- Born: Jamie Groover
- Area: Writer
- Notable works: Tales from the Bully Pulpit, Hector Plasm

= Benito Cereno (writer) =

American comic book writer

Jamie Groover is an American comic book writer who uses the pen name Benito Cereno. He is best known as the writer and co-creator of 2004's Tales from the Bully Pulpit and Hector Plasm. His work first appeared as strips in early issues of Robert Kirkman's comic book Invincible. These backups were illustrated by Nate Bellegarde, and included such characters as the Deep-Fried Monkey, Deep-Fried Pirate, and pseudo-autobiographical versions of the duo themselves.

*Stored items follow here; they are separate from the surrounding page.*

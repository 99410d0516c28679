//! HTML to structured content extraction
//!
//! This module turns one fetched page into a title plus an ordered list of
//! typed content items:
//! - Ad, navigation and share/comment blocks are removed before anything else
//! - The primary content region is located by a prioritized selector list
//! - Block elements are visited in document order and mapped to content items
//! - Images are upgraded to full resolution and icons/banners are dropped

use crate::extract::content::{ContentItem, Extracted};
use crate::extract::filter::should_filter_text;
use scraper::{ElementRef, Html, Selector};
use url::Url;

/// Placeholder used when a page offers no usable title
pub const UNKNOWN_TITLE: &str = "Unknown title";

/// Containers holding the article body, most specific first
const CONTENT_SELECTORS: &[&str] = &[
    "div.Mid2L_con",
    "div.article-content",
    "div.content",
    "article",
    "div.main-content",
];

/// Subtrees removed before extraction
const FILTER_SELECTORS: &[&str] = &[
    "div.adsbygoogle",
    "div.advertisement",
    "div.share",
    "div.comment",
    "div.related",
    "div.sidebar",
    "div.nav",
    "div.footer",
    "div.header",
    "nav",
    "footer",
    "script",
    "style",
    "iframe",
];

/// Attributes that may carry the image source, in priority order
const IMAGE_SOURCE_ATTRS: &[&str] = &["data-src", "src", "data-original"];

/// Hosts serving `_S` thumbnails next to their full-resolution originals
const FULL_RES_HOSTS: &[&str] = &["gamersky.com"];
const THUMBNAIL_SUFFIXES: &[(&str, &str)] = &[("_S.jpg", ".jpg"), ("_S.png", ".png")];

const IMAGE_DENY_KEYWORDS: &[&str] = &["icon", "logo", "banner", "advertisement"];
const IMAGE_DENY_TOKENS: &[&str] = &["ad", "ads"];
const IMAGE_DENY_FILENAMES: &[&str] = &["banner923.jpg"];

/// Title separators used to strip a trailing site name, in priority order
const TITLE_SEPARATORS: &[char] = &['-', '_', '|'];

const BLOCK_TAGS: &[&str] = &[
    "p", "div", "h1", "h2", "h3", "h4", "h5", "h6", "img", "table", "ul", "ol", "pre",
    "blockquote",
];

/// Extracts titles and content items from guide pages
pub struct Extractor {
    content_selectors: Vec<Selector>,
    filter_selectors: Vec<Selector>,
    img: Selector,
    h1: Selector,
    title: Selector,
    meta_title: Vec<Selector>,
    body: Selector,
    row: Selector,
    cell: Selector,
    li: Selector,
    code: Selector,
}

impl Default for Extractor {
    fn default() -> Self {
        Self::new()
    }
}

impl Extractor {
    pub fn new() -> Self {
        Self {
            content_selectors: parse_selectors(CONTENT_SELECTORS),
            filter_selectors: parse_selectors(FILTER_SELECTORS),
            img: selector("img"),
            h1: selector("h1"),
            title: selector("title"),
            meta_title: parse_selectors(&[r#"meta[property="og:title"]"#, r#"meta[name="title"]"#]),
            body: selector("body"),
            row: selector("tr"),
            cell: selector("th, td"),
            li: selector("li"),
            code: selector("code"),
        }
    }

    /// Extracts title and content without a page URL
    ///
    /// Relative image URLs are kept as written.
    pub fn extract(&self, html: &str) -> Option<Extracted> {
        self.extract_with_base(html, None)
    }

    /// Extracts title and content, resolving relative image URLs against `base_url`
    ///
    /// # Returns
    ///
    /// * `Some(Extracted)` - The page title and its content items in document order
    /// * `None` - The input holds no HTML at all
    ///
    /// # Example
    ///
    /// ```
    /// use guide_scraper::extract::Extractor;
    ///
    /// let html = r#"<html><body><div class="content"><h1>Boss Guide</h1><p>Dodge left.</p></div></body></html>"#;
    /// let extracted = Extractor::new().extract(html).unwrap();
    /// assert_eq!(extracted.title, "Boss Guide");
    /// ```
    pub fn extract_with_base(&self, html: &str, base_url: Option<&Url>) -> Option<Extracted> {
        if html.trim().is_empty() {
            return None;
        }

        let mut document = Html::parse_document(html);
        self.remove_unwanted(&mut document);

        let title = self.extract_title(&document);
        let content = self.extract_content(&document, base_url);

        Some(Extracted { title, content })
    }

    /// Detaches every subtree matched by the filter selectors
    fn remove_unwanted(&self, document: &mut Html) {
        let ids: Vec<_> = self
            .filter_selectors
            .iter()
            .flat_map(|sel| document.select(sel).map(|el| el.id()).collect::<Vec<_>>())
            .collect();

        for id in ids {
            if let Some(mut node) = document.tree.get_mut(id) {
                node.detach();
            }
        }
    }

    /// Resolves the page title: `<h1>`, then `<title>`, then meta tags
    fn extract_title(&self, document: &Html) -> String {
        if let Some(h1) = document
            .select(&self.h1)
            .map(element_text)
            .find(|text| !text.is_empty())
        {
            return h1;
        }

        if let Some(title) = document.select(&self.title).next() {
            let title = strip_site_suffix(&element_text(title));
            if !title.is_empty() {
                return title;
            }
        }

        for sel in &self.meta_title {
            if let Some(content) = document
                .select(sel)
                .filter_map(|meta| meta.value().attr("content"))
                .map(str::trim)
                .find(|content| !content.is_empty())
            {
                return content.to_string();
            }
        }

        UNKNOWN_TITLE.to_string()
    }

    fn extract_content(&self, document: &Html, base_url: Option<&Url>) -> Vec<ContentItem> {
        let region = self
            .content_selectors
            .iter()
            .find_map(|sel| document.select(sel).next())
            .or_else(|| document.select(&self.body).next())
            .unwrap_or_else(|| document.root_element());

        let mut content = Vec::new();
        self.walk_children(region, base_url, &mut content);
        content.retain(|item| !item.is_empty());
        content
    }

    fn walk_children(&self, element: ElementRef, base_url: Option<&Url>, out: &mut Vec<ContentItem>) {
        for child in element.children().filter_map(ElementRef::wrap) {
            self.visit(child, base_url, out);
        }
    }

    fn visit(&self, element: ElementRef, base_url: Option<&Url>, out: &mut Vec<ContentItem>) {
        let name = element.value().name();
        match name {
            "img" => out.extend(self.image_item(element, base_url)),
            "table" => {
                self.push_nested_images(element, base_url, out);
                out.extend(self.table_item(element));
            }
            "ul" | "ol" => {
                self.push_nested_images(element, base_url, out);
                out.extend(self.list_item(element, name == "ol"));
            }
            "h1" | "h2" | "h3" | "h4" | "h5" | "h6" => {
                self.push_nested_images(element, base_url, out);
                let text = element_text(element);
                if !text.is_empty() {
                    let level = name[1..].parse().unwrap_or(1);
                    out.push(ContentItem::heading(text, level));
                }
            }
            "pre" => out.extend(self.code_item(element)),
            "blockquote" => {
                let text = element_text(element);
                if !text.is_empty() && !should_filter_text(&text) {
                    out.push(ContentItem::Quote { value: text });
                }
            }
            "p" => self.text_block(element, base_url, out),
            "div" if !has_block_descendant(element) => self.text_block(element, base_url, out),
            _ => self.walk_children(element, base_url, out),
        }
    }

    /// Paragraphs and leaf divs: nested images, then the filtered text
    fn text_block(&self, element: ElementRef, base_url: Option<&Url>, out: &mut Vec<ContentItem>) {
        self.push_nested_images(element, base_url, out);

        let text = element_text(element);
        if !text.is_empty() && !should_filter_text(&text) {
            out.push(ContentItem::text(text));
        }
    }

    fn push_nested_images(&self, element: ElementRef, base_url: Option<&Url>, out: &mut Vec<ContentItem>) {
        for img in element.select(&self.img) {
            out.extend(self.image_item(img, base_url));
        }
    }

    fn image_item(&self, img: ElementRef, base_url: Option<&Url>) -> Option<ContentItem> {
        let attrs = img.value();
        let raw = IMAGE_SOURCE_ATTRS
            .iter()
            .filter_map(|attr| attrs.attr(attr))
            .map(str::trim)
            .find(|src| !src.is_empty())?;

        let upgraded = upgrade_thumbnail(raw);
        let url = match base_url {
            Some(base) if !is_absolute(&upgraded) => base
                .join(&upgraded)
                .map(|u| u.to_string())
                .unwrap_or(upgraded),
            _ => upgraded,
        };

        if is_denylisted_image(&url) {
            tracing::trace!("Dropping denylisted image {}", url);
            return None;
        }

        let alt = attrs
            .attr("alt")
            .filter(|alt| !alt.trim().is_empty())
            .or_else(|| attrs.attr("title"))
            .unwrap_or("")
            .trim()
            .to_string();

        Some(ContentItem::image(url, alt))
    }

    /// First row becomes the header; remaining rows are data, row-major
    fn table_item(&self, table: ElementRef) -> Option<ContentItem> {
        let mut rows = table.select(&self.row).map(|tr| {
            tr.select(&self.cell)
                .map(element_text)
                .collect::<Vec<_>>()
        });

        let headers = rows.next()?;
        let rows: Vec<Vec<String>> = rows.filter(|row| !row.is_empty()).collect();
        if headers.is_empty() {
            return None;
        }

        Some(ContentItem::Table { headers, rows })
    }

    fn list_item(&self, list: ElementRef, ordered: bool) -> Option<ContentItem> {
        let items: Vec<String> = list
            .select(&self.li)
            .map(element_text)
            .filter(|text| !text.is_empty())
            .collect();

        if items.is_empty() {
            return None;
        }

        Some(ContentItem::List { items, ordered })
    }

    fn code_item(&self, pre: ElementRef) -> Option<ContentItem> {
        let value = pre.text().collect::<String>().trim_matches('\n').to_string();
        if value.trim().is_empty() {
            return None;
        }

        let language = std::iter::once(pre)
            .chain(pre.select(&self.code))
            .flat_map(|el| el.value().classes())
            .find_map(|class| {
                class
                    .strip_prefix("language-")
                    .or_else(|| class.strip_prefix("lang-"))
            })
            .map(str::to_string);

        Some(ContentItem::Code { value, language })
    }
}

fn selector(source: &str) -> Selector {
    // Only called with the literal selectors in this module
    Selector::parse(source).unwrap_or_else(|_| panic!("invalid built-in selector: {source}"))
}

fn parse_selectors(sources: &[&str]) -> Vec<Selector> {
    sources
        .iter()
        .filter_map(|source| Selector::parse(source).ok())
        .collect()
}

fn element_text(element: ElementRef) -> String {
    element.text().collect::<String>().trim().to_string()
}

fn has_block_descendant(element: ElementRef) -> bool {
    element
        .descendants()
        .skip(1)
        .filter_map(ElementRef::wrap)
        .any(|el| BLOCK_TAGS.contains(&el.value().name()))
}

fn is_absolute(url: &str) -> bool {
    url.starts_with("http://") || url.starts_with("https://") || url.starts_with("data:")
}

/// Strips a trailing site name from a `<title>` value
///
/// The first separator present (checked in `-`, `_`, `|` order) wins.
pub fn strip_site_suffix(title: &str) -> String {
    let title = title.trim();
    for sep in TITLE_SEPARATORS {
        if let Some((head, _)) = title.split_once(*sep) {
            return head.trim().to_string();
        }
    }
    title.to_string()
}

/// Rewrites a known site's thumbnail URL to its full-resolution original
pub fn upgrade_thumbnail(url: &str) -> String {
    if !FULL_RES_HOSTS.iter().any(|host| url.contains(host)) {
        return url.to_string();
    }

    for (thumb, full) in THUMBNAIL_SUFFIXES {
        if let Some(stem) = url.strip_suffix(thumb) {
            return format!("{stem}{full}");
        }
    }

    url.to_string()
}

/// Icons, logos, banners and ad images never become content
pub fn is_denylisted_image(url: &str) -> bool {
    let path = Url::parse(url)
        .map(|u| u.path().to_string())
        .unwrap_or_else(|_| url.split(['?', '#']).next().unwrap_or(url).to_string())
        .to_lowercase();

    if IMAGE_DENY_KEYWORDS.iter().any(|keyword| path.contains(keyword)) {
        return true;
    }

    let filename = path.rsplit('/').next().unwrap_or("");
    if IMAGE_DENY_FILENAMES.contains(&filename) {
        return true;
    }

    path.split(|c: char| !c.is_alphanumeric())
        .any(|token| IMAGE_DENY_TOKENS.contains(&token))
}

Along with Bellegarde, Cereno created the supernatural investigator Hector Plasm. A compilation of short stories from both Western Tales of Terror and Invincible were re-printed in 2006 as Hector Plasm: De Mortuis. A follow-up book, Hector Plasm: Totentanz, was published in 2009 and has the theme of Halloween celebrations around the world.

He is the current writer of the New England Comics Press ongoing bi-monthly The Tick New Series with artist Les McClaine. This is the first ongoing series featuring The Tick since Ben Edlund's departure from his creation.

==Bibliography==
(2025) - Blood & Thunder

(2009) - The Tick New Series

(2009) - Hector Plasm: Totentanz

(2009) - Invincible Presents: Atom Eve and Rex Splode

(2009) - The Adventures of Dr. McNinja Volume 3: Operation Dracula! From Outer Space ("Beeman in: 'A Death in the Family'")

(2008) - The Adventures of Dr. McNinja Volume 2: Surgical Strike ("Black Ninja White Ninja")

(2007) - The Tick's 20th Anniversary Special Edition ("King Arthur of Mars")

(2007) - Invincible Presents: Atom Eve

(2007) - Popgun vol 1 ("Hector Plasm in: Palamon's Conundrum")

(2006) - 24Seven ("None of Them Knew They Were Robots")

(2006) - Hector Plasm: De Mortuis

(2006) - Battle Pope (color) TPB vol 1 (introduction)

(2006) - SuperPatriot: War on Terror #3 (script assist)

(2005) - Image Comics Holiday Special 2005 ("Opening Presents with Benito and Nate!")

(2005) - Western Tales of Terror #2 ("Hector Plasm in: Skull Creek Reservation")

(2004) - Western Tales of Terror #1 ("Hector Plasm in: Ghost Town")

(2004) - Tales from the Bully Pulpit

(2003) - Invincible backups (#s 3, 5-20)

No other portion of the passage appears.